Medications to manage kidney disease (e.g., diuretics, blood pressure medications).
Hearing aids or cochlear implants for hearing loss.
Is Communicable
No, BOR syndrome is not communicable. It is a genetic disorder, not an infectious disease.
Precautions
There are no specific precautions to prevent BOR syndrome, as it is a genetic condition. Genetic counseling is recommended for individuals with a family history of BOR syndrome who are planning to have children. Early diagnosis and management of symptoms can improve the quality of life for affected individuals.
How long does an outbreak last?
BOR syndrome is not an infectious disease and does not involve outbreaks. It is a congenital condition present from birth.
How is it diagnosed?
Diagnosis is based on a combination of:
Clinical evaluation (physical examination to identify characteristic features).

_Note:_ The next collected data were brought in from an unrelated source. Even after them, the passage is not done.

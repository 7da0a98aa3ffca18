use crate::file_compare::FileComparator;
use crate::hash_cache::HashCache;
use crate::report::{FileReportSink, ReportSink};
use cfgdiff_common::{report_path_for, AppConfig, CfgDiffError, ComparisonTarget, Side};
use ignore::gitignore::{Gitignore, GitignoreBuilder};
use jwalk::{Parallelism, WalkDir};
use serde::Serialize;
use std::collections::{BTreeMap, BTreeSet};
use std::fs;
use std::io::ErrorKind;
use std::path::{Path, PathBuf};
use std::sync::atomic::{AtomicBool, Ordering};
use tracing::{debug, info, warn};

/// Everything one directory comparison found, keyed by path relative to
/// the roots.
#[derive(Debug, Clone, Default, Serialize)]
pub struct WalkState {
    /// Paths present on one side only, with the side they are missing from
    pub missing: BTreeMap<PathBuf, Side>,
    /// Paths that are a file on one side and a directory on the other
    pub wrong_type: BTreeSet<PathBuf>,
    /// Files present on both sides whose bytes differ
    pub content_different: BTreeSet<PathBuf>,
    /// Pairs that could not be compared, with the reason
    pub failures: BTreeMap<PathBuf, String>,
}

/// Counts reported at the end of a walk
#[derive(Debug, Clone, Copy, PartialEq, Eq, Serialize)]
pub struct WalkSummary {
    pub missing: usize,
    pub wrong_type: usize,
    pub content_different: usize,
    pub failures: usize,
}

impl WalkState {
    pub fn summary(&self) -> WalkSummary {
        WalkSummary {
            missing: self.missing.len(),
            wrong_type: self.wrong_type.len(),
            content_different: self.content_different.len(),
            failures: self.failures.len(),
        }
    }

    /// No differences and no failures
    pub fn is_clean(&self) -> bool {
        self.missing.is_empty()
            && self.wrong_type.is_empty()
            && self.content_different.is_empty()
            && self.failures.is_empty()
    }

    /// Paths missing from `side`
    pub fn missing_from(&self, side: Side) -> impl Iterator<Item = &PathBuf> {
        self.missing
            .iter()
            .filter(move |(_, s)| **s == side)
            .map(|(path, _)| path)
    }

    /// Whether an ancestor of `path` is already classified, which makes
    /// the classification of `path` itself redundant.
    fn covered_by_parent(&self, path: &Path) -> bool {
        path.ancestors()
            .skip(1)
            .filter(|p| !p.as_os_str().is_empty())
            .any(|p| self.missing.contains_key(p) || self.wrong_type.contains(p))
    }
}

/// What a path resolves to. Both sides of a pair are classified with the
/// same rule: symlinks are followed, and a link whose target does not
/// exist is kept apart instead of being treated as absent.
#[derive(Debug, Clone, PartialEq, Eq)]
enum EntryKind {
    File,
    Dir,
    Dangling(PathBuf),
}

/// `Ok(None)` when nothing exists at `path`, not even a symlink.
fn entry_kind(path: &Path) -> std::io::Result<Option<EntryKind>> {
    let link_metadata = match fs::symlink_metadata(path) {
        Ok(metadata) => metadata,
        Err(e) if e.kind() == ErrorKind::NotFound => return Ok(None),
        Err(e) => return Err(e),
    };

    match fs::metadata(path) {
        Ok(metadata) if metadata.is_dir() => Ok(Some(EntryKind::Dir)),
        Ok(_) => Ok(Some(EntryKind::File)),
        Err(e) if e.kind() == ErrorKind::NotFound && link_metadata.file_type().is_symlink() => {
            Ok(Some(EntryKind::Dangling(fs::read_link(path)?)))
        }
        Err(e) => Err(e),
    }
}

/// Pairs files across two roots by relative path and compares each pair.
pub struct DirectoryWalker {
    config: AppConfig,
    ignore: Option<Gitignore>,
    comparator: FileComparator,
    hashes: HashCache,
    sink: Box<dyn ReportSink>,
    report_dir: PathBuf,
}

impl DirectoryWalker {
    pub fn new(config: AppConfig) -> Self {
        let ignore = Self::build_custom_ignore(&config);
        let comparator = FileComparator::new().with_format(config.format_override);
        let report_dir = config.report_dir_or_default();
        Self {
            config,
            ignore,
            comparator,
            hashes: HashCache::in_memory(),
            sink: Box::new(FileReportSink),
            report_dir,
        }
    }

    pub fn with_comparator(mut self, comparator: FileComparator) -> Self {
        self.comparator = comparator;
        self
    }

    pub fn with_hash_cache(mut self, hashes: HashCache) -> Self {
        self.hashes = hashes;
        self
    }

    pub fn with_sink(mut self, sink: Box<dyn ReportSink>) -> Self {
        self.sink = sink;
        self
    }

    pub fn with_report_dir(mut self, report_dir: PathBuf) -> Self {
        self.report_dir = report_dir;
        self
    }

    pub fn report_dir(&self) -> &Path {
        &self.report_dir
    }

    pub fn persist_cache(&self) -> Result<(), CfgDiffError> {
        self.hashes.persist()
    }

    /// Build a Gitignore from custom ignore patterns in config
    fn build_custom_ignore(config: &AppConfig) -> Option<Gitignore> {
        if config.ignore_patterns.is_empty() {
            return None;
        }

        let mut builder = GitignoreBuilder::new("");
        for pattern in &config.ignore_patterns {
            if let Err(err) = builder.add_line(None, pattern) {
                warn!("Failed to add ignore pattern '{}': {}", pattern, err);
            }
        }

        match builder.build() {
            Ok(ignore) => Some(ignore),
            Err(e) => {
                warn!("Failed to build ignore patterns: {}", e);
                None
            }
        }
    }

    /// Compare `origin` against `destination`, then (unless disabled in the
    /// config) `destination` against `origin`, into one state.
    pub fn process_directories(
        &self,
        origin: &Path,
        destination: &Path,
    ) -> Result<WalkState, CfgDiffError> {
        self.process_directories_with_cancel(origin, destination, None)
    }

    pub fn process_directories_with_cancel(
        &self,
        origin: &Path,
        destination: &Path,
        cancel: Option<&AtomicBool>,
    ) -> Result<WalkState, CfgDiffError> {
        for root in [origin, destination] {
            if !root.is_dir() {
                return Err(CfgDiffError::Path(format!(
                    "Not a directory: {}",
                    root.display()
                )));
            }
        }

        info!("Start processing {} and {}", origin.display(), destination.display());

        let mut state = WalkState::default();
        self.walk(origin, destination, Side::Origin, &mut state, cancel)?;
        if self.config.reverse {
            self.walk(destination, origin, Side::Destination, &mut state, cancel)?;
        }

        let summary = state.summary();
        info!(
            "Missing: {}, wrong type: {}, different: {}, failed: {}",
            summary.missing, summary.wrong_type, summary.content_different, summary.failures
        );
        Ok(state)
    }

    /// One direction: every entry under `primary` is looked up under
    /// `secondary`. `primary_side` says which root `primary` is.
    pub fn walk(
        &self,
        primary: &Path,
        secondary: &Path,
        primary_side: Side,
        state: &mut WalkState,
        cancel: Option<&AtomicBool>,
    ) -> Result<(), CfgDiffError> {
        let walker = WalkDir::new(primary)
            .parallelism(Parallelism::Serial)
            .sort(true)
            .follow_links(self.config.follow_symlinks)
            .skip_hidden(false);

        for entry in walker {
            if cancel.map_or(false, |flag| flag.load(Ordering::Relaxed)) {
                return Err(CfgDiffError::Walk("cancelled".to_string()));
            }

            let entry = entry.map_err(|e| CfgDiffError::Walk(e.to_string()))?;
            let path = entry.path();
            let relative = path
                .strip_prefix(primary)
                .map_err(|e| CfgDiffError::Path(e.to_string()))?
                .to_path_buf();

            // Skip the synthetic root entry (empty path)
            if relative.as_os_str().is_empty() {
                continue;
            }

            let kind = match entry_kind(&path) {
                Ok(Some(kind)) => kind,
                Ok(None) => continue,
                Err(e) => {
                    warn!("Cannot stat {:?}: {}", path, e);
                    state.failures.insert(relative, e.to_string());
                    continue;
                }
            };

            let is_dir = kind == EntryKind::Dir;
            if self.should_ignore_with_parents(&relative, is_dir) || state.covered_by_parent(&relative) {
                continue;
            }

            let counterpart = secondary.join(&relative);
            let counterpart_kind = match entry_kind(&counterpart) {
                Ok(Some(kind)) => kind,
                Ok(None) => {
                    debug!("{:?} missing from {}", relative, primary_side.other());
                    state.missing.entry(relative).or_insert(primary_side.other());
                    continue;
                }
                Err(e) => {
                    warn!("Cannot stat {:?}: {}", counterpart, e);
                    state.failures.insert(relative, e.to_string());
                    continue;
                }
            };

            match (kind, counterpart_kind) {
                (EntryKind::File, EntryKind::File) => {}
                (EntryKind::Dir, EntryKind::Dir) => continue,
                (EntryKind::Dir, EntryKind::File) | (EntryKind::File, EntryKind::Dir) => {
                    state.wrong_type.insert(relative);
                    continue;
                }
                (EntryKind::Dangling(a), EntryKind::Dangling(b)) => {
                    if a != b {
                        state.failures.insert(
                            relative,
                            format!("dangling symlinks point to {:?} and {:?}", a, b),
                        );
                    }
                    continue;
                }
                (EntryKind::Dangling(_), _) | (_, EntryKind::Dangling(_)) => {
                    state
                        .failures
                        .insert(relative, "dangling symlink on one side".to_string());
                    continue;
                }
            }
            if state.content_different.contains(&relative) {
                continue;
            }

            let target = match primary_side {
                Side::Origin => ComparisonTarget::new(path, counterpart),
                Side::Destination => ComparisonTarget::new(counterpart, path),
            };
            self.compare_pair(&relative, &target, state);
        }

        Ok(())
    }

    fn compare_pair(&self, relative: &Path, target: &ComparisonTarget, state: &mut WalkState) {
        match self.hashes.files_equal(&target.origin, &target.destination) {
            Ok(true) => return,
            Ok(false) => {}
            Err(e) => {
                warn!("Cannot read {:?}: {}", relative, e);
                state.failures.insert(relative.to_path_buf(), e.to_string());
                return;
            }
        }

        state.content_different.insert(relative.to_path_buf());

        let output = report_path_for(&self.report_dir, relative);
        match self.comparator.compare_and_write(target, self.sink.as_ref(), &output) {
            Ok(comparison) => debug!(
                "{:?}: {} report entries via {:?} differ",
                relative,
                comparison.report.len(),
                comparison.differ
            ),
            Err(e) => {
                warn!("Comparison of {:?} failed: {}", relative, e);
                state.failures.insert(relative.to_path_buf(), e.to_string());
            }
        }
    }

    /// Check if a path or any of its parent directories should be ignored
    fn should_ignore_with_parents(&self, path: &Path, is_dir: bool) -> bool {
        let Some(ref ignore) = self.ignore else {
            return false;
        };
        if ignore.matched(path, is_dir).is_ignore() {
            return true;
        }
        path.ancestors()
            .skip(1)
            .filter(|p| !p.as_os_str().is_empty())
            .any(|p| ignore.matched(p, true).is_ignore())
    }
}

Hearing tests (audiometry).
Kidney imaging (e.g., ultrasound, CT scan, MRI).
Genetic testing (to identify mutations in the EYA1, *SIX1*, or *SIX5* genes).
Timeline of Symptoms
9. Timeline of symptoms Symptoms are typically present from birth or early childhood. Some kidney problems might not be evident until later in life. Hearing loss may be detected at birth or later during routine hearing screenings. Branchial cleft cysts or fistulas are usually noticed in infancy or early childhood. The timeline and severity of symptoms vary considerably between individuals.
Important Considerations
Individuals with BOR syndrome should undergo regular hearing and kidney function monitoring.
A multidisciplinary team of specialists (e.g., otolaryngologist, nephrologist, audiologist, geneticist) is often involved in the care of individuals with BOR syndrome.
Genetic counseling is important for families affected by BOR syndrome to understand the inheritance pattern and recurrence risk.
The range of severity can vary greatly, even within the same family.